Work to be completed -> Keep every line of the data below that has the string "main" and present those lines.

* * * * * * *

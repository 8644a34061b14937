use axum::{
    routing::{get, put},
    Router,
};

use crate::api::{docs, handlers, handlers::AppState};
use crate::metadata::MetadataClient;
use crate::store::traits::SongStore;

pub fn create_router<S, M>() -> Router<AppState<S, M>>
where
    S: SongStore + 'static,
    M: MetadataClient + 'static,
{
    Router::new()
        // Health check
        .route("/health", get(handlers::health_check::<S, M>))
        // API Documentation
        .route("/swagger", get(docs::get_api_docs))
        .route("/docs/openapi.json", get(docs::get_openapi_spec))
        // Songs
        .route(
            "/songs",
            get(handlers::list_songs::<S, M>).post(handlers::create_song::<S, M>),
        )
        .route(
            "/songs/:id",
            put(handlers::update_song::<S, M>)
                .patch(handlers::update_song::<S, M>)
                .delete(handlers::delete_song::<S, M>),
        )
        .route("/songs/:id/text", get(handlers::get_song_text::<S, M>))
}
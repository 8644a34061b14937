pub mod http;

pub use http::*;

use anyhow::Result;

use crate::model::SongDetails;

/// External lookup of release date, lyrics and link for a song.
///
/// Implementations perform a single attempt; retries and backoff are not
/// part of this contract.
#[async_trait::async_trait]
pub trait MetadataClient: Send + Sync {
    async fn fetch_song_details(&self, group: &str, title: &str) -> Result<SongDetails>;
}
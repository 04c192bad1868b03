pub mod counters;
pub mod record;

pub use counters::{SubagentUsage, UsageCounters};
pub use record::{Record, TokenUsage};
use anyhow::Result;

use claude_agent_usage::cli::Args;
use claude_agent_usage::display::render_report;
use claude_agent_usage::usage::scan_file;

fn main() -> Result<()> {
    let args = match Args::try_parse() {
        Ok(args) => args,
        // Usage errors go to stdout; --help/--version keep clap's behavior
        Err(err) if err.use_stderr() => {
            println!("{err}");
            std::process::exit(2);
        }
        Err(err) => err.exit(),
    };

    if !args.transcript.exists() {
        println!(
            "Error: transcript not found: {}",
            args.transcript.display()
        );
        std::process::exit(1);
    }

    let breakdown = scan_file(&args.transcript)?;
    let rates = args.rates();

    print!("{}", render_report(&breakdown, &rates));

    if args.debug {
        eprintln!();
        eprintln!("=== Debug Information ===");
        eprintln!(
            "Lines: {} read, {} skipped",
            breakdown.lines_read, breakdown.lines_skipped
        );
        eprintln!(
            "Agents: main + {} subagent(s)",
            breakdown.subagents.len()
        );
        eprintln!("=========================");
    }
    Ok(())
}
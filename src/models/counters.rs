use crate::models::record::TokenUsage;

/// Running token totals for one agent. Counters only ever grow during a scan.
#[derive(Clone, Copy, Debug, Default, PartialEq, Eq)]
pub struct UsageCounters {
    pub input_tokens: u64,
    pub output_tokens: u64,
    pub cache_creation_tokens: u64,
    pub cache_read_tokens: u64,
    pub message_count: u64,
}

impl UsageCounters {
    /// Record one message and fold its usage into the totals.
    pub fn add_usage(&mut self, usage: &TokenUsage) {
        self.message_count += 1;
        self.input_tokens += usage.input_tokens.unwrap_or(0);
        self.output_tokens += usage.output_tokens.unwrap_or(0);
        self.cache_creation_tokens += usage.cache_creation_input_tokens.unwrap_or(0);
        self.cache_read_tokens += usage.cache_read_input_tokens.unwrap_or(0);
    }

    pub fn merge(&mut self, other: &UsageCounters) {
        self.message_count += other.message_count;
        self.input_tokens += other.input_tokens;
        self.output_tokens += other.output_tokens;
        self.cache_creation_tokens += other.cache_creation_tokens;
        self.cache_read_tokens += other.cache_read_tokens;
    }

    /// Input-side tokens as billed: fresh input plus both cache kinds.
    pub fn combined_input(&self) -> u64 {
        self.input_tokens + self.cache_creation_tokens + self.cache_read_tokens
    }

    pub fn total_tokens(&self) -> u64 {
        self.combined_input() + self.output_tokens
    }
}

/// Per-subagent totals plus the description captured from its first tool
/// result; later records never overwrite the description.
#[derive(Clone, Debug, Default)]
pub struct SubagentUsage {
    pub tokens: UsageCounters,
    pub description: Option<String>,
}
//! # Claude Agent Usage
//!
//! Token usage analysis for Claude Code session transcripts, broken down by
//! the main session and each spawned subagent.
//!
//! ## Overview
//!
//! This library scans a session transcript (JSONL) in a single streaming pass,
//! accumulating per-agent token counters, and renders a fixed-width report:
//! - One row for the coordinating session and one row per subagent
//! - A totals block covering all four tracked token kinds
//! - Estimated dollar cost at configurable per-million-token rates
//!
//! Malformed transcript lines are skipped silently; the report is always
//! produced from everything that parsed.

/// Command-line argument parsing and configuration
pub mod cli;

/// Report construction for the usage-breakdown table
pub mod display;

/// Data models for transcript records and usage counters
pub mod models;

/// Cost estimation at per-million-token rates
pub mod pricing;

/// Transcript scanning and per-agent accumulation
pub mod usage;

/// Formatting helpers for tokens, currency, and rates
pub mod utils;
use std::path::PathBuf;

use crate::pricing::{DEFAULT_INPUT_RATE, DEFAULT_OUTPUT_RATE, Rates};

#[derive(clap::Parser, Debug)]
#[command(about = "Per-agent token usage and cost report for a Claude Code session transcript")]
pub struct Args {
    /// Path to the session transcript (.jsonl)
    #[arg(value_name = "TRANSCRIPT")]
    pub transcript: PathBuf,

    /// Dollars per 1M input/cache tokens
    #[arg(long, env = "CLAUDE_PRICE_INPUT", default_value_t = DEFAULT_INPUT_RATE)]
    pub input_rate: f64,

    /// Dollars per 1M output tokens
    #[arg(long, env = "CLAUDE_PRICE_OUTPUT", default_value_t = DEFAULT_OUTPUT_RATE)]
    pub output_rate: f64,

    /// Debug mode: show scan statistics on stderr
    #[arg(long, env = "CLAUDE_DEBUG")]
    pub debug: bool,
}

impl Args {
    pub fn try_parse() -> Result<Self, clap::Error> {
        <Args as clap::Parser>::try_parse()
    }

    pub fn rates(&self) -> Rates {
        Rates {
            input_per_mtok: self.input_rate,
            output_per_mtok: self.output_rate,
        }
    }
}
//! Typed encoding of containers and entities into wire elements.

use crate::element::RawElement;
use crate::tag::NodeTag;
use entilink_model::{Acl, Container, Entity, Message, Subject};
use std::collections::BTreeMap;

/// Encodes a request document: the container's entities under a
/// `Request` root. Requests carry no messages.
#[must_use]
pub fn encode_request(container: &Container) -> RawElement {
    let mut root = RawElement::new(NodeTag::Request.as_str());
    for entity in container.iter() {
        root.push_child(entity_to_element(entity));
    }
    root
}

/// Encodes a response document: entities, container messages and the
/// `timestamp`/`srid` metadata under a `Response` root.
#[must_use]
pub fn encode_response(container: &Container) -> RawElement {
    let mut root = RawElement::new(NodeTag::Response.as_str());
    if let Some(ref timestamp) = container.timestamp {
        root.set_attribute("timestamp", timestamp);
    }
    if let Some(ref srid) = container.srid {
        root.set_attribute("srid", srid);
    }
    for message in &container.messages {
        if let Some(element) = message_to_element(message) {
            root.push_child(element);
        }
    }
    for entity in container.iter() {
        root.push_child(entity_to_element(entity));
    }
    root
}

/// Encodes one entity with its value, properties, parents, messages, ACL
/// and version.
///
/// Attribute values come from the delegating accessors, so a property
/// that merely wraps another entity serializes with that entity's
/// (temporary) id.
#[must_use]
pub fn entity_to_element(entity: &Entity) -> RawElement {
    let mut element = RawElement::new(NodeTag::for_role(entity.role()).as_str());

    set_attr(&mut element, "id", entity.id().map(|id| id.to_string()));
    set_attr(&mut element, "cuid", entity.cuid().map(|c| c.as_str().to_string()));
    set_attr(&mut element, "name", entity.name().map(str::to_string));
    set_attr(&mut element, "description", entity.description().map(str::to_string));
    set_attr(&mut element, "path", entity.path().map(str::to_string));
    set_attr(&mut element, "datatype", entity.datatype().map(str::to_string));
    set_attr(&mut element, "unit", entity.unit().map(str::to_string));
    set_attr(&mut element, "checksum", entity.checksum().map(str::to_string));
    set_attr(&mut element, "size", entity.size().map(|s| s.to_string()));

    if entity.is_deleted() {
        append_flag(&mut element, "deleted", None);
    }

    // An explicit empty string gets its marker element; null gets nothing.
    match entity.value() {
        Some("") => element.push_child(RawElement::new(NodeTag::EmptyString.as_str())),
        Some(value) => {
            element.push_child(RawElement::new(NodeTag::Value.as_str()).with_text(value));
        }
        None => {}
    }

    for entry in entity.properties.iter() {
        let mut child = entity_to_element(&entry.entity);
        if let Some(ref importance) = entry.importance {
            child.set_attribute("importance", importance.as_str());
        }
        append_flag(&mut child, "inheritance", Some(entry.inheritance.as_str()));
        element.push_child(child);
    }

    for entry in entity.parents.iter() {
        let mut child = RawElement::new(NodeTag::Parent.as_str());
        set_attr(&mut child, "id", entry.entity.id().map(|id| id.to_string()));
        set_attr(&mut child, "name", entry.entity.name().map(str::to_string));
        set_attr(
            &mut child,
            "description",
            entry.entity.description().map(str::to_string),
        );
        append_flag(&mut child, "inheritance", Some(entry.inheritance.as_str()));
        element.push_child(child);
    }

    for message in &entity.messages {
        if let Some(child) = message_to_element(message) {
            element.push_child(child);
        }
    }

    if let Some(ref acl) = entity.acl {
        if !acl.is_empty() {
            element.push_child(acl_to_element(acl));
        }
    }

    if let Some(version) = entity.version() {
        element.push_child(
            RawElement::new(NodeTag::Version.as_str()).with_attribute("id", version),
        );
    }

    element
}

/// Encodes a server-typed message. Client-defined message types stay
/// local and encode to nothing.
fn message_to_element(message: &Message) -> Option<RawElement> {
    let tag = if message.is_error() {
        NodeTag::Error
    } else if message.is_warning() {
        NodeTag::Warning
    } else if message.is_info() {
        NodeTag::Info
    } else {
        return None;
    };

    let mut element = RawElement::new(tag.as_str());
    if let Some(code) = message.code {
        element.set_attribute("code", code.to_string());
    }
    if let Some(ref description) = message.description {
        element.set_attribute("description", description);
    }
    if let Some(ref body) = message.body {
        element.text = Some(body.clone());
    }
    Some(element)
}

fn acl_to_element(acl: &Acl) -> RawElement {
    let mut element = RawElement::new(NodeTag::Acl.as_str());
    for (deny, priority, items) in [
        (false, false, acl.grants().collect::<Vec<_>>()),
        (false, true, acl.priority_grants().collect()),
        (true, false, acl.denials().collect()),
        (true, true, acl.priority_denials().collect()),
    ] {
        // Group by subject for one element per (subject, tier).
        let mut groups: BTreeMap<String, (&Subject, Vec<String>)> = BTreeMap::new();
        for aci in items {
            let entry = groups
                .entry(aci.subject.to_string())
                .or_insert((&aci.subject, Vec::new()));
            entry.1.push(aci.permission.as_str().to_string());
        }
        for (_, (subject, mut permissions)) in groups {
            permissions.sort();
            let tag = if deny { NodeTag::Deny } else { NodeTag::Grant };
            let mut child = RawElement::new(tag.as_str())
                .with_attribute("priority", priority.to_string());
            match subject {
                Subject::User { username, realm } => {
                    child.set_attribute("username", username);
                    if let Some(realm) = realm {
                        child.set_attribute("realm", realm);
                    }
                }
                Subject::Role(role) => child.set_attribute("role", role),
            }
            for permission in permissions {
                child.push_child(
                    RawElement::new(NodeTag::Permission.as_str())
                        .with_attribute("name", permission),
                );
            }
            element.push_child(child);
        }
    }
    element
}

fn set_attr(element: &mut RawElement, key: &str, value: Option<String>) {
    if let Some(value) = value {
        element.set_attribute(key, value);
    }
}

/// Appends a `key` or `key:value` pair to the comma-joined `flag`
/// attribute.
fn append_flag(element: &mut RawElement, key: &str, value: Option<&str>) {
    let pair = match value {
        Some(value) => format!("{key}:{value}"),
        None => key.to_string(),
    };
    let flag = match element.attribute("flag") {
        Some(existing) => format!("{existing},{pair}"),
        None => pair,
    };
    element.set_attribute("flag", flag);
}

#[cfg(test)]
mod tests {
    use super::*;
    use entilink_model::{EntityId, Importance, Inheritance, Permission};

    #[test]
    fn entity_attributes_are_encoded() {
        let mut entity = Entity::record("r")
            .with_description("a record")
            .with_datatype("TEXT")
            .with_unit("m");
        entity.set_id(EntityId::new(5)).unwrap();

        let element = entity_to_element(&entity);
        assert_eq!(element.tag, "Record");
        assert_eq!(element.attribute("id"), Some("5"));
        assert_eq!(element.attribute("name"), Some("r"));
        assert_eq!(element.attribute("description"), Some("a record"));
        assert_eq!(element.attribute("datatype"), Some("TEXT"));
        assert_eq!(element.attribute("unit"), Some("m"));
    }

    #[test]
    fn empty_string_value_gets_a_marker() {
        let entity = Entity::record("r").with_value("");
        let element = entity_to_element(&entity);
        assert!(element.children.iter().any(|c| c.tag == "EmptyString"));

        let entity = Entity::record("r");
        let element = entity_to_element(&entity);
        assert!(element.children.is_empty());

        let entity = Entity::record("r").with_value("42");
        let element = entity_to_element(&entity);
        let value = element.children.iter().find(|c| c.tag == "Value").unwrap();
        assert_eq!(value.text.as_deref(), Some("42"));
    }

    #[test]
    fn property_edges_carry_importance_and_flag() {
        let mut record = Entity::record("r");
        record.add_property_with(
            Entity::property("p"),
            Some(Importance::obligatory()),
            Some(Inheritance::Recommended),
        );

        let element = entity_to_element(&record);
        let prop = element.children.iter().find(|c| c.tag == "Property").unwrap();
        assert_eq!(prop.attribute("importance"), Some("OBLIGATORY"));
        assert_eq!(prop.attribute("flag"), Some("inheritance:recommended"));
    }

    #[test]
    fn deleted_flag_joins_the_flag_attribute() {
        let mut record = Entity::record("r");
        record.set_deleted(true);
        let mut parent_owner = Entity::record("o");
        parent_owner.add_property(record);

        let element = entity_to_element(&parent_owner);
        let child = element.children.first().unwrap();
        assert_eq!(child.attribute("flag"), Some("deleted,inheritance:fix"));
    }

    #[test]
    fn acl_groups_by_subject_and_tier() {
        let mut acl = Acl::new();
        acl.grant(Subject::user("alice"), Permission::new("A"), false);
        acl.grant(Subject::user("alice"), Permission::new("B"), false);
        acl.deny(Subject::role("guests"), Permission::new("A"), true);

        let mut entity = Entity::record("r");
        entity.acl = Some(acl);

        let element = entity_to_element(&entity);
        let acl_el = element.children.iter().find(|c| c.tag == "ACL").unwrap();
        assert_eq!(acl_el.children.len(), 2);

        let grant = acl_el.children.iter().find(|c| c.tag == "Grant").unwrap();
        assert_eq!(grant.attribute("username"), Some("alice"));
        assert_eq!(grant.attribute("priority"), Some("false"));
        assert_eq!(grant.children.len(), 2);

        let deny = acl_el.children.iter().find(|c| c.tag == "Deny").unwrap();
        assert_eq!(deny.attribute("role"), Some("guests"));
        assert_eq!(deny.attribute("priority"), Some("true"));
    }

    #[test]
    fn response_root_carries_metadata() {
        let mut container = Container::new();
        container.timestamp = Some("1700".into());
        container.srid = Some("req-9".into());
        container.push(Entity::record("r"));

        let element = encode_response(&container);
        assert_eq!(element.tag, "Response");
        assert_eq!(element.attribute("timestamp"), Some("1700"));
        assert_eq!(element.attribute("srid"), Some("req-9"));
        assert_eq!(element.children.len(), 1);
    }
}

* * * * * * *

Answer area ->
fn main() -> Result<()> {
            "Agents: main + {} subagent(s)",
//! the main session and each spawned subagent.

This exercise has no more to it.